A complaint against the BBC’s political editor for the use of a term thought by some to have racist connotations has been rejected by the broadcaster.
Laura Kuenssberg found herself in hot water with one complainant recently for using the phrase “nitty-gritty”, which anti-racism campaigners claim originates from the slave trade.
Kuenssberg used the term while speaking on an episode of the Brexitcast podcast about the departure of top Downing Street press chief Lee Cain.
A complaint from a listener was initially dismissed by programme makers, but was escalated to the corporation's executive complaints unit; the unit found in Kuenssberg's favour.
In 2020, Sky Sports added ‘nitty gritty’ to its list of banned words and phrases, urging broadcasters and commentators to not use the term on air according to the Daily Mail, who reported that “commentators and match reporters have been sent a number of emails with phrases which are deemed out of bounds.”
But it’s a perfectly acceptable thing to say, right? To get down to the ‘nitty gritty’ of something?
Perhaps not; the phrase is believed to have origins with links to the time of slavery.
Here’s everything you need to know:
What does nitty-gritty mean?
According to the Cambridge Dictionary, ‘nitty gritty’ now refers to “the basic facts of a situation”.
But it is believed the phrase once had less palatable connotations, with many considering the term to have roots to be in the slave trade – its use is already banned in institutions like the police force.
Theories suggest the expression originally referred to the detritus found in the bottom of boats once a shipment of slaves had been removed from the hold, and was eventually stretched to refer to the slaves themselves.
According to etymology resource phrases.org, claims of the term’s slave-trade links first came to attention in 2005 following an “equality and diversity” course for Bristol Council employees in 2005 (a quick Google search unearths articles discussing the merits of nitty-gritty's origins existed years before this).
Phrases.org claims, “there is no evidence to support the suggestion that 'nitty gritty' has any connection with slave ships,” saying the phrase “isn't even recorded in print” until the 1930s, “long after slave ships had disappeared.”
It lists the earliest example of the phrase in print coming from a catalogue of musical compositions from 1937 which includes a song titled 'That Nitty-Gritty Dance', by Arthur Harrington Gibbs.
They also say the phrase “nitty-gritty gator” was once used by Texas newspaper The Daily Journal in 1956 to mean a '”lowlife hip dude”.

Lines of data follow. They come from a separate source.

//! Save-time validation of a group.
//!
//! Runs before the persistence layer writes a group. Checks, in order:
//! 1. The group is identifiable (focus or class set)
//! 2. At least one session survives normalization
//! 3. No two candidate sessions share a slot ([`SaveError::SelfConflict`])
//! 4. No candidate session takes a slot held by another group
//!    ([`SaveError::OccupiedSlot`])
//!
//! Only the first failing check is reported, and for an occupied slot only
//! the first offending session. A rejected save has no side effects.
//!
//! # Concurrency
//! The index is rebuilt from whatever snapshot the caller holds. The check
//! is client-side and best-effort: two editors validating against the same
//! stale snapshot can both pass and both write the same slot. Preventing
//! that needs a unique constraint in the store, outside this crate.

use thiserror::Error;
use tracing::debug;

use crate::canon::Canonicalizer;
use crate::models::{Group, HydratedGroup, Session};
use crate::normalize::normalize_sessions;
use crate::occupancy::{
    find_first_collision, has_duplicate_inside_same_group, OccupancyIndex, Occupant,
};

/// Categories of save rejections.
#[derive(Debug, Clone, Copy, PartialEq, Eq)]
pub enum SaveErrorKind {
    /// Neither focus nor class is set.
    MissingIdentity,
    /// No valid session.
    NoSessions,
    /// Duplicate slot inside the candidate.
    SelfConflict,
    /// Slot already held by another group.
    OccupiedSlot,
}

/// Why a group cannot be saved.
///
/// Messages are user-facing.
#[derive(Debug, Clone, PartialEq, Eq, Error)]
pub enum SaveError {
    #[error("Pon al menos Enfoque o Clase.")]
    MissingIdentity,

    #[error("Agrega al menos una sesión (día/hora/salón).")]
    NoSessions,

    #[error("Este grupo tiene dos sesiones iguales (mismo día/hora/salón).")]
    SelfConflict,

    #[error("Ocupado: {session} (ya lo usa: {})", .occupant.label)]
    OccupiedSlot { session: Session, occupant: Occupant },
}

impl SaveError {
    /// Category of this error.
    pub fn kind(&self) -> SaveErrorKind {
        match self {
            SaveError::MissingIdentity => SaveErrorKind::MissingIdentity,
            SaveError::NoSessions => SaveErrorKind::NoSessions,
            SaveError::SelfConflict => SaveErrorKind::SelfConflict,
            SaveError::OccupiedSlot { .. } => SaveErrorKind::OccupiedSlot,
        }
    }
}

/// Checks candidate sessions for self-conflicts and against an index.
///
/// This is steps 3 and 4 of the protocol for callers that already hold
/// canonical sessions and a built index.
pub fn check_sessions(candidates: &[Session], index: &OccupancyIndex) -> Result<(), SaveError> {
    if has_duplicate_inside_same_group(candidates) {
        return Err(SaveError::SelfConflict);
    }
    if let Some(hit) = find_first_collision(candidates, index) {
        return Err(SaveError::OccupiedSlot {
            session: hit.session,
            occupant: hit.occupant,
        });
    }
    Ok(())
}

/// Validates a draft against the known groups.
///
/// `known` is the latest snapshot of stored groups; the draft's own stored
/// version (same ID) is excluded from the occupancy index.
///
/// # Returns
/// The canonical, sorted session list to write.
pub fn validate_save(
    draft: &Group,
    known: &[HydratedGroup],
    canon: &Canonicalizer,
) -> Result<Vec<Session>, SaveError> {
    let result = run_checks(draft, known, canon);
    if let Err(err) = &result {
        debug!(group = %draft.id, kind = ?err.kind(), %err, "save rejected");
    }
    result
}

fn run_checks(
    draft: &Group,
    known: &[HydratedGroup],
    canon: &Canonicalizer,
) -> Result<Vec<Session>, SaveError> {
    if draft.enfoque.trim().is_empty() && draft.clase.trim().is_empty() {
        return Err(SaveError::MissingIdentity);
    }

    let normalized = normalize_sessions(canon, &draft.sessions);
    if normalized.accepted.is_empty() {
        return Err(SaveError::NoSessions);
    }

    let exclude = draft.has_id().then_some(draft.id.as_str());
    let index = OccupancyIndex::build(known, exclude);
    check_sessions(&normalized.accepted, &index)?;

    Ok(normalized.accepted)
}

#[cfg(test)]
mod tests {
    use super::*;

    fn canon() -> Canonicalizer {
        Canonicalizer::default()
    }

    fn known() -> Vec<HydratedGroup> {
        HydratedGroup::hydrate_all(
            &[
                Group::new("x")
                    .with_enfoque("Iniciación")
                    .with_clase("Piano")
                    .with_session("Lunes", "16:00", "Salón 1"),
                Group::new("w")
                    .with_clase("Guitarra")
                    .with_session("Miércoles", "17:00", "Salón 5"),
            ],
            &canon(),
        )
    }

    #[test]
    fn test_valid_new_group() {
        let draft = Group::new("")
            .with_clase("Violín")
            .with_session("martes", "9:5", "salon 4")
            .with_session("Lunes", "16:00", "Salón 2");

        let sessions = validate_save(&draft, &known(), &canon()).unwrap();
        assert_eq!(
            sessions,
            vec![
                Session::new("Lunes", "16:00", "Salón 2"),
                Session::new("Martes", "09:05", "Salón 4"),
            ]
        );
    }

    #[test]
    fn test_occupied_slot_reports_occupant() {
        let draft = Group::new("y")
            .with_clase("Ballet")
            .with_session("lunes", "16:00", "s1");

        let err = validate_save(&draft, &known(), &canon()).unwrap_err();
        assert_eq!(err.kind(), SaveErrorKind::OccupiedSlot);
        match err {
            SaveError::OccupiedSlot { session, occupant } => {
                assert_eq!(session, Session::new("Lunes", "16:00", "Salón 1"));
                assert_eq!(occupant.group_id, "x");
                assert_eq!(occupant.label, "Iniciación · Piano");
            }
            other => panic!("unexpected {other:?}"),
        }
    }

    #[test]
    fn test_occupied_slot_message() {
        let draft = Group::new("")
            .with_clase("Ballet")
            .with_session("Lunes", "16:00", "Salón 1");
        let err = validate_save(&draft, &known(), &canon()).unwrap_err();
        assert_eq!(
            err.to_string(),
            "Ocupado: Lunes 16:00 en Salón 1 (ya lo usa: Iniciación · Piano)"
        );
    }

    #[test]
    fn test_editing_excludes_own_sessions() {
        let draft = Group::new("x")
            .with_clase("Piano")
            .with_session("Lunes", "16:00", "Salón 1")
            .with_session("Lunes", "17:00", "Salón 1");

        assert!(validate_save(&draft, &known(), &canon()).is_ok());
    }

    #[test]
    fn test_self_conflict_checked_before_occupancy() {
        let draft = Group::new("")
            .with_clase("Ballet")
            .with_session("Lunes", "16:00", "Salón 1")
            .with_session("lunes", "16:00", "S1");

        let err = validate_save(&draft, &known(), &canon()).unwrap_err();
        assert_eq!(err, SaveError::SelfConflict);
    }

    #[test]
    fn test_missing_identity() {
        let draft = Group::new("").with_session("Lunes", "10:00", "Salón 1");
        assert_eq!(
            validate_save(&draft, &[], &canon()).unwrap_err(),
            SaveError::MissingIdentity
        );
    }

    #[test]
    fn test_no_valid_sessions() {
        let draft = Group::new("")
            .with_enfoque("Coro")
            .with_session("Funday", "10:00", "Salón 1")
            .with_session("Lunes", "xx", "Salón 1");
        assert_eq!(
            validate_save(&draft, &[], &canon()).unwrap_err(),
            SaveError::NoSessions
        );
    }

    #[test]
    fn test_check_sessions_directly() {
        let index = OccupancyIndex::build(&known(), None);
        assert!(check_sessions(&[Session::new("Domingo", "10:00", "Salón 1")], &index).is_ok());
        assert_eq!(
            check_sessions(&[Session::new("Miércoles", "17:00", "Salón 5")], &index)
                .unwrap_err()
                .kind(),
            SaveErrorKind::OccupiedSlot
        );
    }
}
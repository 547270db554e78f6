//! Timetable analytics.
//!
//! Aggregates a set of hydrated groups into day and week indicators,
//! categorical distributions and heuristic alerts.
//!
//! # Pipeline
//!
//! ```text
//! &[HydratedGroup] ──compute_stats──▶ Stats ──derive_alerts──▶ Vec<Alert>
//! ```
//!
//! Both steps are pure: the same groups and configuration always produce
//! the same output, including the order of every distribution.
//!
//! # Metrics
//!
//! `Stats` carries session counts, peak-hour load, collision cells and
//! seat sums for the focus day, the same totals for the week, and the
//! week distributions by day, room, hour, age, area and class.

mod aggregate;
mod alerts;
mod distribution;

pub use aggregate::{
    compute_stats, CollisionCell, DaySession, Distributions, Stats, NO_AGE_LABEL, NO_CLASS_LABEL,
};
pub use alerts::{derive_alerts, Alert};
pub use distribution::{compare_labels, percent, DistEntry, OccEntry, OccTally, Tally, BLANK_KEY};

However, phrases.org's isn’t totally impartial on the matter (it complains of a “general touchiness” over language at one point), so it's findings should be taken with a pinch of salt.
Is it racist?
While many publications argue a lack of evidence of the term's use during the time of slavery as proof the term does not in fact have slave-trade links, it’s not hard to see how the term could have once referred to a slave ship's debris.
A nit is the egg of a louse, a parasitic insect that would have been rife among the poor conditions those being transported for slavery would have been kept in.

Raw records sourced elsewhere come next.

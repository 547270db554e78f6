//! Global room occupancy index and collision detection.
//!
//! The timetable invariant is that no two groups hold the same room at the
//! same day and time. Before a group is written, its candidate sessions
//! are checked twice:
//! - against each other ([`has_duplicate_inside_same_group`]),
//! - against every other known group ([`OccupancyIndex`] +
//!   [`find_first_collision`]).
//!
//! # Complexity
//! Building the index is O(total sessions); each lookup is O(1) average.
//!
//! # First Writer Wins
//! When several stored groups already share a slot, the index keeps the
//! first one in input order. The index answers "is this slot taken, and by
//! whom (one example)", not "list every occupant".

use std::collections::{HashMap, HashSet};
use tracing::trace;

use crate::models::{HydratedGroup, Session, SessionKey};

/// The group holding a slot.
#[derive(Debug, Clone, PartialEq, Eq)]
pub struct Occupant {
    /// Occupying group ID.
    pub group_id: String,
    /// Human label of the occupying group.
    pub label: String,
}

/// A candidate session that hits an occupied slot.
#[derive(Debug, Clone, PartialEq, Eq)]
pub struct Collision {
    /// The offending candidate session.
    pub session: Session,
    /// Who already holds the slot.
    pub occupant: Occupant,
}

/// Map from slot key to its (first) occupant.
#[derive(Debug, Clone, Default)]
pub struct OccupancyIndex {
    slots: HashMap<SessionKey, Occupant>,
}

impl OccupancyIndex {
    /// Indexes the canonical sessions of `groups`, skipping `exclude_id`.
    ///
    /// `exclude_id` is the group being edited, so its stored sessions do
    /// not count against its own new version.
    pub fn build(groups: &[HydratedGroup], exclude_id: Option<&str>) -> Self {
        let exclude_id = exclude_id.map(str::trim).filter(|id| !id.is_empty());
        let mut slots = HashMap::new();

        for g in groups {
            if exclude_id.is_some_and(|id| id == g.id()) {
                continue;
            }
            let label = g.label();
            for s in &g.sessions {
                slots.entry(s.key()).or_insert_with(|| Occupant {
                    group_id: g.id().to_string(),
                    label: label.clone(),
                });
            }
        }

        trace!(
            groups = groups.len(),
            slots = slots.len(),
            excluded = exclude_id.unwrap_or(""),
            "occupancy index built"
        );
        Self { slots }
    }

    /// Occupant of a slot.
    pub fn get(&self, key: &SessionKey) -> Option<&Occupant> {
        self.slots.get(key)
    }

    /// Occupant of the slot `session` would take.
    pub fn occupant_of(&self, session: &Session) -> Option<&Occupant> {
        self.get(&session.key())
    }

    /// Whether a slot is taken.
    pub fn contains(&self, key: &SessionKey) -> bool {
        self.slots.contains_key(key)
    }

    /// Number of occupied slots.
    pub fn len(&self) -> usize {
        self.slots.len()
    }

    /// Whether no slot is occupied.
    pub fn is_empty(&self) -> bool {
        self.slots.is_empty()
    }

    /// Occupied slot keys (unordered).
    pub fn keys(&self) -> impl Iterator<Item = &SessionKey> {
        self.slots.keys()
    }
}

/// Whether two candidate sessions share the same slot.
///
/// Stops at the first repeated key.
pub fn has_duplicate_inside_same_group(candidates: &[Session]) -> bool {
    let mut seen = HashSet::with_capacity(candidates.len());
    candidates.iter().any(|s| !seen.insert(s.key()))
}

/// First candidate (in the given order) whose slot is already occupied.
///
/// Pass candidates in canonical order so the reported session is
/// deterministic.
pub fn find_first_collision(candidates: &[Session], index: &OccupancyIndex) -> Option<Collision> {
    candidates.iter().find_map(|s| {
        index.occupant_of(s).map(|occupant| Collision {
            session: s.clone(),
            occupant: occupant.clone(),
        })
    })
}
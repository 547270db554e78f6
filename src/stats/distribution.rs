//! Categorical distributions and their ordering.
//!
//! # Sort Policy
//!
//! | Distribution | Order |
//! |--------------|-------|
//! | by day | calendar order, zero-filled |
//! | counts (room, hour, age, area, class) | value desc, then label asc |
//! | occupancy (area, age) | pct desc, then ocu desc, then label asc |
//!
//! Labels compare with Spanish collation: accents and case only break
//! ties between otherwise equal words, and "ñ" sorts between "n" and "o".

use serde::Serialize;
use std::cmp::Ordering;
use std::collections::HashMap;

use crate::models::DayRegistry;

/// Label used when a category key is blank.
pub const BLANK_KEY: &str = "—";

/// One bar of a count distribution.
#[derive(Debug, Clone, PartialEq, Eq, Serialize)]
pub struct DistEntry {
    pub key: String,
    pub label: String,
    pub value: usize,
}

/// One bar of a seat-occupancy distribution.
#[derive(Debug, Clone, PartialEq, Eq, Serialize)]
pub struct OccEntry {
    pub key: String,
    pub label: String,
    /// Occupied seats.
    pub ocu: u64,
    /// Seat capacity.
    pub max: u64,
    /// `round(ocu / max * 100)`, 0 when `max` is 0.
    pub pct: u32,
}

/// Rounded percentage with a zero-denominator guard.
pub fn percent(ocu: u64, max: u64) -> u32 {
    if max == 0 {
        return 0;
    }
    ((ocu as f64 / max as f64) * 100.0).round() as u32
}

fn safe_key(key: &str, fallback: &str) -> String {
    let t = key.trim();
    if t.is_empty() {
        fallback.to_string()
    } else {
        t.to_string()
    }
}

/// Counts per category key.
#[derive(Debug, Clone, Default)]
pub struct Tally {
    counts: HashMap<String, usize>,
}

impl Tally {
    /// Adds one to `key` (blank keys count under [`BLANK_KEY`]).
    pub fn add(&mut self, key: &str) {
        *self.counts.entry(safe_key(key, BLANK_KEY)).or_insert(0) += 1;
    }

    /// Count for a key.
    pub fn get(&self, key: &str) -> usize {
        self.counts.get(key).copied().unwrap_or(0)
    }

    /// Entries sorted by value desc, then label.
    pub fn into_sorted(self) -> Vec<DistEntry> {
        let mut out: Vec<DistEntry> = self
            .counts
            .into_iter()
            .map(|(k, v)| DistEntry {
                label: k.clone(),
                key: k,
                value: v,
            })
            .collect();
        out.sort_by(|a, b| {
            b.value
                .cmp(&a.value)
                .then_with(|| compare_labels(&a.label, &b.label))
        });
        out
    }

    /// One entry per day in calendar order, including empty days.
    pub fn into_calendar(self, days: &DayRegistry) -> Vec<DistEntry> {
        days.iter()
            .map(|d| DistEntry {
                key: d.to_string(),
                label: d.to_string(),
                value: self.get(d),
            })
            .collect()
    }
}

/// Seat sums per category key.
#[derive(Debug, Clone, Default)]
pub struct OccTally {
    sums: HashMap<String, (u64, u64)>,
}

impl OccTally {
    /// Adds occupied and maximum seats to `key`.
    pub fn add(&mut self, key: &str, ocu: u32, max: u32) {
        let e = self.sums.entry(safe_key(key, BLANK_KEY)).or_insert((0, 0));
        e.0 += u64::from(ocu);
        e.1 += u64::from(max);
    }

    /// Entries sorted by pct desc, ocu desc, then label.
    pub fn into_sorted(self) -> Vec<OccEntry> {
        let mut out: Vec<OccEntry> = self
            .sums
            .into_iter()
            .map(|(k, (ocu, max))| OccEntry {
                label: k.clone(),
                key: k,
                ocu,
                max,
                pct: percent(ocu, max),
            })
            .collect();
        out.sort_by(|a, b| {
            b.pct
                .cmp(&a.pct)
                .then_with(|| b.ocu.cmp(&a.ocu))
                .then_with(|| compare_labels(&a.label, &b.label))
        });
        out
    }
}

/// Primary weight of a character: base letter, "ñ" after "n".
fn primary(c: char) -> u32 {
    let base = match c {
        'à' | 'á' | 'â' | 'ã' | 'ä' | 'å' => 'a',
        'è' | 'é' | 'ê' | 'ë' => 'e',
        'ì' | 'í' | 'î' | 'ï' => 'i',
        'ò' | 'ó' | 'ô' | 'õ' | 'ö' => 'o',
        'ù' | 'ú' | 'û' | 'ü' => 'u',
        'ý' | 'ÿ' => 'y',
        'ç' => 'c',
        'ñ' => return u32::from('n') * 2 + 1,
        other => other,
    };
    u32::from(base) * 2
}

fn is_accented(c: char) -> bool {
    primary(c) != u32::from(c) * 2
}

/// Compares labels with Spanish collation.
///
/// Levels: base letters, then accents (unaccented first), then case
/// (lowercase first), then raw code points.
pub fn compare_labels(a: &str, b: &str) -> Ordering {
    let la: Vec<char> = a.chars().flat_map(char::to_lowercase).collect();
    let lb: Vec<char> = b.chars().flat_map(char::to_lowercase).collect();

    la.iter()
        .map(|&c| primary(c))
        .cmp(lb.iter().map(|&c| primary(c)))
        .then_with(|| {
            la.iter()
                .map(|&c| is_accented(c))
                .cmp(lb.iter().map(|&c| is_accented(c)))
        })
        .then_with(|| {
            a.chars()
                .map(char::is_uppercase)
                .cmp(b.chars().map(char::is_uppercase))
        })
        .then_with(|| a.cmp(b))
}

#[cfg(test)]
mod tests {
    use super::*;

    #[test]
    fn test_percent() {
        assert_eq!(percent(20, 30), 67);
        assert_eq!(percent(1, 3), 33);
        assert_eq!(percent(1, 2), 50);
        assert_eq!(percent(5, 0), 0);
        assert_eq!(percent(0, 0), 0);
    }

    #[test]
    fn test_compare_labels_spanish() {
        let mut v = vec!["Ñandú", "Oboe", "Niños", "árbol", "Arpa", "Música", "musica"];
        v.sort_by(|a, b| compare_labels(a, b));
        assert_eq!(
            v,
            vec!["árbol", "Arpa", "musica", "Música", "Niños", "Ñandú", "Oboe"]
        );
    }

    #[test]
    fn test_tally_sorted_by_count_then_label() {
        let mut t = Tally::default();
        for k in ["Salón 2", "Salón 1", "Salón 3", "Salón 3", "Salón 1"] {
            t.add(k);
        }
        let out = t.into_sorted();
        let keys: Vec<_> = out.iter().map(|e| (e.key.as_str(), e.value)).collect();
        assert_eq!(keys, vec![("Salón 1", 2), ("Salón 3", 2), ("Salón 2", 1)]);
    }

    #[test]
    fn test_tally_blank_key() {
        let mut t = Tally::default();
        t.add("  ");
        assert_eq!(t.get(BLANK_KEY), 1);
    }

    #[test]
    fn test_calendar_order_ignores_counts() {
        let mut t = Tally::default();
        for _ in 0..5 {
            t.add("Domingo");
        }
        t.add("Lunes");
        let out = t.into_calendar(&DayRegistry::default());
        let keys: Vec<_> = out.iter().map(|e| e.key.as_str()).collect();
        assert_eq!(
            keys,
            vec!["Lunes", "Martes", "Miércoles", "Jueves", "Viernes", "Sábado", "Domingo"]
        );
        assert_eq!(out[0].value, 1);
        assert_eq!(out[6].value, 5);
        assert_eq!(out[3].value, 0);
    }

    #[test]
    fn test_occ_tally_sort() {
        let mut t = OccTally::default();
        t.add("Danza", 18, 20);
        t.add("Danza", 2, 10);
        t.add("Música", 9, 10);
        t.add("Artes", 0, 0);
        let out = t.into_sorted();

        assert_eq!(out[0].key, "Música");
        assert_eq!(out[0].pct, 90);
        assert_eq!(
            out[1],
            OccEntry {
                key: "Danza".into(),
                label: "Danza".into(),
                ocu: 20,
                max: 30,
                pct: 67,
            }
        );
        assert_eq!(out[2].pct, 0);
    }
}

And in American parlance, grits are coarse-ground grain, which would have been used as a cheap foodstuff to keep a slave ship’s cargo barely fed over the course of their long, transatlantic journeys.

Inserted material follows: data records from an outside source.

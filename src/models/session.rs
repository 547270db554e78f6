//! Session model.
//!
//! A session is one weekly recurring slot: day × time × room. It has no
//! identity of its own; two sessions with the same triple are the same slot.

use serde::{Deserialize, Serialize};
use std::fmt;

use super::loose::de_opt_text;

/// A canonical session.
///
/// Produced by the normalizer; `day` and `room` are canonical registry
/// values and `time` is zero-padded `HH:MM`.
#[derive(Debug, Clone, PartialEq, Eq, Hash, Serialize, Deserialize)]
pub struct Session {
    /// Canonical day label.
    pub day: String,
    /// Start time, `HH:MM`.
    pub time: String,
    /// Canonical room key.
    pub room: String,
}

/// A session as stored by the persistence layer, before canonicalization.
///
/// Any field may be missing, null, numeric (`"room": 1`) or written in a
/// loose form ("salon 2", "9:5").
#[derive(Debug, Clone, Default, PartialEq, Eq, Serialize, Deserialize)]
pub struct RawSession {
    #[serde(
        default,
        deserialize_with = "de_opt_text",
        skip_serializing_if = "Option::is_none"
    )]
    pub day: Option<String>,
    #[serde(
        default,
        deserialize_with = "de_opt_text",
        skip_serializing_if = "Option::is_none"
    )]
    pub time: Option<String>,
    #[serde(
        default,
        deserialize_with = "de_opt_text",
        skip_serializing_if = "Option::is_none"
    )]
    pub room: Option<String>,
}

/// Occupancy key of a slot: `"{day}__{time}__{room}"`.
#[derive(Debug, Clone, PartialEq, Eq, Hash, PartialOrd, Ord)]
pub struct SessionKey(String);

impl Session {
    /// Creates a session from already-canonical values.
    pub fn new(day: impl Into<String>, time: impl Into<String>, room: impl Into<String>) -> Self {
        Self {
            day: day.into(),
            time: time.into(),
            room: room.into(),
        }
    }

    /// Occupancy key for this slot.
    pub fn key(&self) -> SessionKey {
        SessionKey(format!("{}__{}__{}", self.day, self.time, self.room))
    }

    /// Per-day cell key (`"{time}__{room}"`) used by day statistics.
    pub fn cell_key(&self) -> String {
        format!("{}__{}", self.time, self.room)
    }
}

impl fmt::Display for Session {
    fn fmt(&self, f: &mut fmt::Formatter<'_>) -> fmt::Result {
        write!(f, "{} {} en {}", self.day, self.time, self.room)
    }
}

impl RawSession {
    /// Creates a raw session with all three fields present.
    pub fn new(day: impl Into<String>, time: impl Into<String>, room: impl Into<String>) -> Self {
        Self {
            day: Some(day.into()),
            time: Some(time.into()),
            room: Some(room.into()),
        }
    }

    pub(crate) fn day_str(&self) -> &str {
        self.day.as_deref().unwrap_or("")
    }

    pub(crate) fn time_str(&self) -> &str {
        self.time.as_deref().unwrap_or("")
    }

    pub(crate) fn room_str(&self) -> &str {
        self.room.as_deref().unwrap_or("")
    }
}

impl From<&Session> for RawSession {
    fn from(s: &Session) -> Self {
        Self::new(s.day.clone(), s.time.clone(), s.room.clone())
    }
}

impl SessionKey {
    /// The key string.
    pub fn as_str(&self) -> &str {
        &self.0
    }
}

impl fmt::Display for SessionKey {
    fn fmt(&self, f: &mut fmt::Formatter<'_>) -> fmt::Result {
        f.write_str(&self.0)
    }
}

Both things would almost certainly have been found at the bottom of a transport vessel.
What else is on the banned words list?
The July 2020 news of Sky Sports’ inclusion of the phrase on its banned words list came just days after a study found "evident bias" in how some football commentators describe BAME players.
The study looked at matches played in the Premier League, Italy's Serie A, La Liga in Spain, and Ligue 1 in France, and found 62.6 per cent of praise regarding a player's intelligence was aimed at those with lighter skin, while 63.33 per cent of criticism for a player's intelligence was aimed at those with darker skin tones.
Unfortunately, other words and phrases that may be on the list were not been revealed, but the Daily Mail reported that one member of Sky Sports’ staff claimed they now faced “a complete minefield” while on air.
“There are phrases that most people would have absolutely no idea would cause offence and that, to be frank, I'd be amazed if people were offended by,” they reportedly said.
“It's making what is already a difficult job harder and it feels unnecessary.”
What other everyday phrases are offensive?
Nitty gritty isn’t the only seemingly innocuous phrase to have origins in racism and other unsavoury parts of society.
The next time you call someone ‘uppity’, you could in fact be being offensive: during Segregation, racist southerners in America reportedly used the word to describe black people "who didn't know their socioeconomic place”, according to The Atlantic.
Closer to home, the term ‘rule of thumb’ is believed to derive from the an old English law that allowed a man to beat his wife with a stick so long as it is was no thicker than his thumb.
It’s even claimed the jubilant cry of ‘hip hip hooray’ has anti-Semetic connotations.
Germans are thought to have cheered "hep hep” – a German herding call – as they forced Jews from their homes during 19th century demonstrations.